[TASK DIRECTIONS] In the listing below, find each line that holds "word" and list it.

[INPUT FOR THIS TASK]
-- Opening Marker --

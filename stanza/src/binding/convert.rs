//! Value conversions.
//!
//! Each converter looks at one term, records an error against it when the
//! value is unusable, and returns the converted value otherwise. The caller
//! writes the value; a failed conversion leaves the destination untouched.

use crate::diagnostics::{ConfigErrors, ErrorKind};
use crate::lexer::{SignOp, TermType};
use crate::schema::{Fsid, IntField, Integer, StrField, TokenTable};
use crate::tree::{Location, NodeRef, Term};
use std::net::{IpAddr, Ipv4Addr, Ipv6Addr, ToSocketAddrs};

/// Location of `term` inside statement `node`.
pub(super) fn term_location(node: NodeRef<'_>, term: &Term) -> Location {
    Location {
        line: term.line(),
        ..node.location()
    }
}

fn invalid(errs: &mut ConfigErrors, node: NodeRef<'_>, term: &Term, message: String) {
    errs.record_at(ErrorKind::Invalid, term_location(node, term), message);
}

fn radix_digits(text: &str, kind: TermType) -> Option<(&str, u32)> {
    match kind {
        TermType::DecNum => Some((text, 10)),
        TermType::HexNum => Some((&text[2..], 16)),
        TermType::OctNum => Some((&text[1..], 8)),
        _ => None,
    }
}

/// Parse an integer term and check it against `field`'s bounds.
pub(super) fn number<T, V: Integer>(
    field: &IntField<T, V>,
    node: NodeRef<'_>,
    term: &Term,
    errs: &mut ConfigErrors,
) -> Option<V> {
    let value = signed_value::<V>(node, term, errs)?;
    if value == 0 && field.zero_ok {
        return Some(V::from_i128(0));
    }
    if value < field.min.to_i128() || value > field.max.to_i128() {
        invalid(errs, node, term, format!("({term}) is out of range"));
        return None;
    }
    Some(V::from_i128(value))
}

/// Parse an integer term, applying its sign operator for the width of `V`.
fn signed_value<V: Integer>(node: NodeRef<'_>, term: &Term, errs: &mut ConfigErrors) -> Option<i128> {
    let Some((digits, radix)) = radix_digits(term.text(), term.kind()) else {
        invalid(
            errs,
            node,
            term,
            format!("Expected a number, got a {}", term.kind()),
        );
        return None;
    };
    let Ok(magnitude) = u64::from_str_radix(digits, radix) else {
        invalid(errs, node, term, format!("({term}) is not an integer"));
        return None;
    };

    match (V::SIGNED, term.op()) {
        (_, None) => Some(i128::from(magnitude)),
        (true, Some(SignOp::Minus)) => Some(-i128::from(magnitude)),
        (false, Some(SignOp::Tilde)) => {
            let mask = u64::try_from(V::MAX_VALUE).unwrap_or(u64::MAX);
            if magnitude & !mask != 0 {
                invalid(errs, node, term, format!("({term}) is out of range"));
                return None;
            }
            Some(i128::from(!magnitude & mask))
        }
        (signed, Some(op)) => {
            let what = if signed { "signed" } else { "unsigned" };
            invalid(
                errs,
                node,
                term,
                format!("({}) is not allowed for {what} values", op.as_char()),
            );
            None
        }
    }
}

/// Parse a port number in `[min, max]`.
pub(super) fn port(
    min: u16,
    max: u16,
    node: NodeRef<'_>,
    term: &Term,
    errs: &mut ConfigErrors,
) -> Option<u16> {
    let value = signed_value::<u16>(node, term, errs)?;
    if value < i128::from(min) || value > i128::from(max) {
        invalid(errs, node, term, format!("({term}) is out of range"));
        return None;
    }
    Some(u16::from_i128(value))
}

fn fsid_part(text: &str) -> Option<u64> {
    if let Some(hex) = text.strip_prefix("0x").or_else(|| text.strip_prefix("0X")) {
        u64::from_str_radix(hex, 16).ok()
    } else if text.len() > 1 && text.starts_with('0') {
        u64::from_str_radix(&text[1..], 8).ok()
    } else {
        text.parse().ok()
    }
}

/// Parse `<major>.<minor>`.
pub(super) fn fsid(node: NodeRef<'_>, term: &Term, errs: &mut ConfigErrors) -> Option<Fsid> {
    if term.kind() != TermType::Fsid {
        invalid(
            errs,
            node,
            term,
            format!("Expected an FSID, got a {}", term.kind()),
        );
        return None;
    }
    let Some((major, minor)) = term.text().split_once('.') else {
        invalid(errs, node, term, format!("({term}) is not an FSID"));
        return None;
    };
    let Some(major) = fsid_part(major) else {
        invalid(errs, node, term, format!("({term}) major is out of range"));
        return None;
    };
    let Some(minor) = fsid_part(minor) else {
        invalid(errs, node, term, format!("({term}) minor is out of range"));
        return None;
    };
    Some(Fsid { major, minor })
}

/// Copy a string value, checking its length.
pub(super) fn string<T>(
    field: &StrField<T>,
    name: &str,
    node: NodeRef<'_>,
    term: &Term,
    errs: &mut ConfigErrors,
) -> Option<String> {
    let len = term.text().len();
    if len < field.min_len || len > field.max_len {
        invalid(
            errs,
            node,
            term,
            format!(
                "{name} length {len} is outside {}..={}",
                field.min_len, field.max_len
            ),
        );
        return None;
    }
    Some(term.text().to_string())
}

/// Accept the boolean spellings classified by the lexer.
pub(super) fn boolean(node: NodeRef<'_>, term: &Term, errs: &mut ConfigErrors) -> Option<bool> {
    match term.kind() {
        TermType::True => Some(true),
        TermType::False => Some(false),
        _ => {
            invalid(
                errs,
                node,
                term,
                format!("Expected boolean (true/false) got ({term})"),
            );
            None
        }
    }
}

fn lookup(table: TokenTable, word: &str) -> Option<u32> {
    table
        .iter()
        .find(|(token, _)| token.eq_ignore_ascii_case(word))
        .map(|&(_, value)| value)
}

/// Look one word up in `table`.
pub(super) fn token(
    table: TokenTable,
    node: NodeRef<'_>,
    term: &Term,
    errs: &mut ConfigErrors,
) -> Option<u32> {
    let found = lookup(table, term.text());
    if found.is_none() {
        errs.record_at(
            ErrorKind::Bogus,
            term_location(node, term),
            format!("Unknown token ({term})"),
        );
    }
    found
}

/// OR together every word of the statement. Each unknown word is reported;
/// the result is only returned when every word was recognized.
pub(super) fn list(table: TokenTable, node: NodeRef<'_>, errs: &mut ConfigErrors) -> Option<u32> {
    let mut bits = 0;
    let mut unknown = 0;
    for term in node.terms() {
        match lookup(table, term.text()) {
            Some(value) => bits |= value,
            None => {
                errs.record_at(
                    ErrorKind::Bogus,
                    term_location(node, term),
                    format!("Unknown token ({term})"),
                );
                unknown += 1;
            }
        }
    }
    (unknown == 0).then_some(bits)
}

/// Turn an address literal or host name into an [`IpAddr`].
///
/// IPv6 answers are preferred for host names; explicit IPv4 literals stay
/// IPv4.
pub(super) fn ip_addr(node: NodeRef<'_>, term: &Term, errs: &mut ConfigErrors) -> Option<IpAddr> {
    let text = term.text();
    let parsed = match term.kind() {
        TermType::V4Addr | TermType::V4Any => text
            .parse::<Ipv4Addr>()
            .map(IpAddr::V4)
            .map_err(|e| e.to_string()),
        TermType::V6Addr => text
            .parse::<Ipv6Addr>()
            .map(IpAddr::V6)
            .map_err(|e| e.to_string()),
        TermType::Token => resolve_host(text),
        other => {
            invalid(
                errs,
                node,
                term,
                format!("Expected an IP address, got a {other}"),
            );
            return None;
        }
    };
    match parsed {
        Ok(addr) => Some(addr),
        Err(reason) => {
            invalid(
                errs,
                node,
                term,
                format!("No IP address found for {text} because: {reason}"),
            );
            None
        }
    }
}

fn resolve_host(host: &str) -> Result<IpAddr, String> {
    let addrs: Vec<IpAddr> = (host, 0)
        .to_socket_addrs()
        .map_err(|e| e.to_string())?
        .map(|sa| sa.ip())
        .collect();
    addrs
        .iter()
        .find(|a| a.is_ipv6())
        .or_else(|| addrs.first())
        .copied()
        .ok_or_else(|| "no addresses returned".to_string())
}

#[cfg(test)]
mod tests {
    use super::*;
    use crate::builder::parse_str;
    use crate::tree::ParseTree;

    struct Dummy;

    fn tree(value: &str) -> ParseTree {
        parse_str("t", &format!("X = {value};")).unwrap()
    }

    fn with_term<R>(value: &str, f: impl FnOnce(NodeRef<'_>, &Term, &mut ConfigErrors) -> R) -> (R, ConfigErrors) {
        let tree = tree(value);
        let node = tree.root().children().next().unwrap();
        let mut errs = ConfigErrors::new();
        let out = f(node, &node.terms()[0], &mut errs);
        (out, errs)
    }

    fn int_field<V: Integer>(min: V, max: V) -> IntField<Dummy, V> {
        fn never<V>(_: &mut Dummy) -> &mut V {
            unreachable!()
        }
        IntField {
            min,
            max,
            default: min,
            zero_ok: false,
            access: never::<V>,
        }
    }

    #[test]
    fn test_number_bases() {
        let f = int_field::<u32>(0, 1000);
        assert_eq!(with_term("0x1f", |n, t, e| number(&f, n, t, e)).0, Some(31));
        assert_eq!(with_term("017", |n, t, e| number(&f, n, t, e)).0, Some(15));
        assert_eq!(with_term("99", |n, t, e| number(&f, n, t, e)).0, Some(99));
    }

    #[test]
    fn test_number_out_of_range() {
        let f = int_field::<u32>(0, 10);
        let (v, errs) = with_term("50", |n, t, e| number(&f, n, t, e));
        assert_eq!(v, None);
        assert_eq!(errs.count_of(ErrorKind::Invalid), 1);
        assert!(errs.diagnostics()[0].message.contains("out of range"));
    }

    #[test]
    fn test_zero_ok() {
        let mut f = int_field::<u32>(5, 10);
        assert_eq!(with_term("0", |n, t, e| number(&f, n, t, e)).0, None);
        f.zero_ok = true;
        assert_eq!(with_term("0", |n, t, e| number(&f, n, t, e)).0, Some(0));
    }

    #[test]
    fn test_signs() {
        let signed = int_field::<i32>(-100, 100);
        assert_eq!(with_term("-42", |n, t, e| number(&signed, n, t, e)).0, Some(-42));
        let (v, errs) = with_term("~1", |n, t, e| number(&signed, n, t, e));
        assert_eq!(v, None);
        assert!(errs.diagnostics()[0].message.contains("not allowed for signed"));

        let unsigned = int_field::<u16>(0, u16::MAX);
        assert_eq!(with_term("~0", |n, t, e| number(&unsigned, n, t, e)).0, Some(u16::MAX));
        assert_eq!(with_term("~0xff", |n, t, e| number(&unsigned, n, t, e)).0, Some(0xff00));
        let (v, errs) = with_term("-1", |n, t, e| number(&unsigned, n, t, e));
        assert_eq!(v, None);
        assert!(errs.diagnostics()[0].message.contains("not allowed for unsigned"));
    }

    #[test]
    fn test_tilde_wider_than_type() {
        let f = int_field::<u16>(0, u16::MAX);
        let (v, errs) = with_term("~0x10000", |n, t, e| number(&f, n, t, e));
        assert_eq!(v, None);
        assert!(errs.has(ErrorKind::Invalid));
    }

    #[test]
    fn test_number_overflow() {
        let f = int_field::<u64>(0, u64::MAX);
        let (v, errs) = with_term("18446744073709551616", |n, t, e| number(&f, n, t, e));
        assert_eq!(v, None);
        assert!(errs.diagnostics()[0].message.contains("not an integer"));
    }

    #[test]
    fn test_not_a_number() {
        let f = int_field::<u32>(0, 10);
        let (v, errs) = with_term("ten", |n, t, e| number(&f, n, t, e));
        assert_eq!(v, None);
        assert!(errs.diagnostics()[0].message.contains("Expected a number"));
    }

    #[test]
    fn test_fsid() {
        let (v, _) = with_term("0x10.017", |n, t, e| fsid(n, t, e));
        assert_eq!(v, Some(Fsid { major: 16, minor: 15 }));
        let (v, errs) = with_term("12", |n, t, e| fsid(n, t, e));
        assert_eq!(v, None);
        assert!(errs.has(ErrorKind::Invalid));
    }

    #[test]
    fn test_boolean() {
        assert_eq!(with_term("Yes", |n, t, e| boolean(n, t, e)).0, Some(true));
        assert_eq!(with_term("off", |n, t, e| boolean(n, t, e)).0, Some(false));
        let (v, errs) = with_term("maybe", |n, t, e| boolean(n, t, e));
        assert_eq!(v, None);
        assert_eq!(errs.count_of(ErrorKind::Invalid), 1);
    }

    const LEVELS: TokenTable = &[("INFO", 1), ("DEBUG", 2), ("FULL_DEBUG", 4)];

    #[test]
    fn test_token_lookup() {
        assert_eq!(with_term("debug", |n, t, e| token(LEVELS, n, t, e)).0, Some(2));
        let (v, errs) = with_term("LOUD", |n, t, e| token(LEVELS, n, t, e));
        assert_eq!(v, None);
        assert!(errs.has(ErrorKind::Bogus));
    }

    #[test]
    fn test_list_all_or_nothing() {
        let t = parse_str("t", "X = info, full_debug;").unwrap();
        let mut errs = ConfigErrors::new();
        assert_eq!(list(LEVELS, t.root().children().next().unwrap(), &mut errs), Some(5));

        let t = parse_str("t", "X = info, nope, other;").unwrap();
        assert_eq!(list(LEVELS, t.root().children().next().unwrap(), &mut errs), None);
        assert_eq!(errs.count_of(ErrorKind::Bogus), 2);
    }

    #[test]
    fn test_ip_literals() {
        assert_eq!(
            with_term("10.1.2.3", |n, t, e| ip_addr(n, t, e)).0,
            Some(IpAddr::V4(Ipv4Addr::new(10, 1, 2, 3)))
        );
        assert_eq!(
            with_term("::1", |n, t, e| ip_addr(n, t, e)).0,
            Some(IpAddr::V6(Ipv6Addr::LOCALHOST))
        );
        let (v, errs) = with_term("300.1.1.1", |n, t, e| ip_addr(n, t, e));
        assert_eq!(v, None);
        assert!(errs.has(ErrorKind::Invalid));
        let (v, errs) = with_term("/srv", |n, t, e| ip_addr(n, t, e));
        assert_eq!(v, None);
        assert!(errs.diagnostics()[0].message.contains("Expected an IP address"));
    }

    #[test]
    fn test_ip_localhost_resolves() {
        let (v, _) = with_term("localhost", |n, t, e| ip_addr(n, t, e));
        assert!(v.is_some_and(|ip| ip.is_loopback()));
    }

    #[test]
    fn test_error_uses_term_line() {
        let tree = parse_str("t", "X = 1,\n  2,\n  zz;").unwrap();
        let node = tree.root().children().next().unwrap();
        let mut errs = ConfigErrors::new();
        assert_eq!(token(LEVELS, node, &node.terms()[2], &mut errs), None);
        assert_eq!(errs.diagnostics()[0].location.line, 3);
    }
}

-- Closing Marker --

[WRITTEN RESPONSE]
fn lookup(table: TokenTable, word: &str) -> Option<u32> {
        .find(|(token, _)| token.eq_ignore_ascii_case(word))
/// Look one word up in `table`.
/// OR together every word of the statement. Each unknown word is reported;
/// the result is only returned when every word was recognized.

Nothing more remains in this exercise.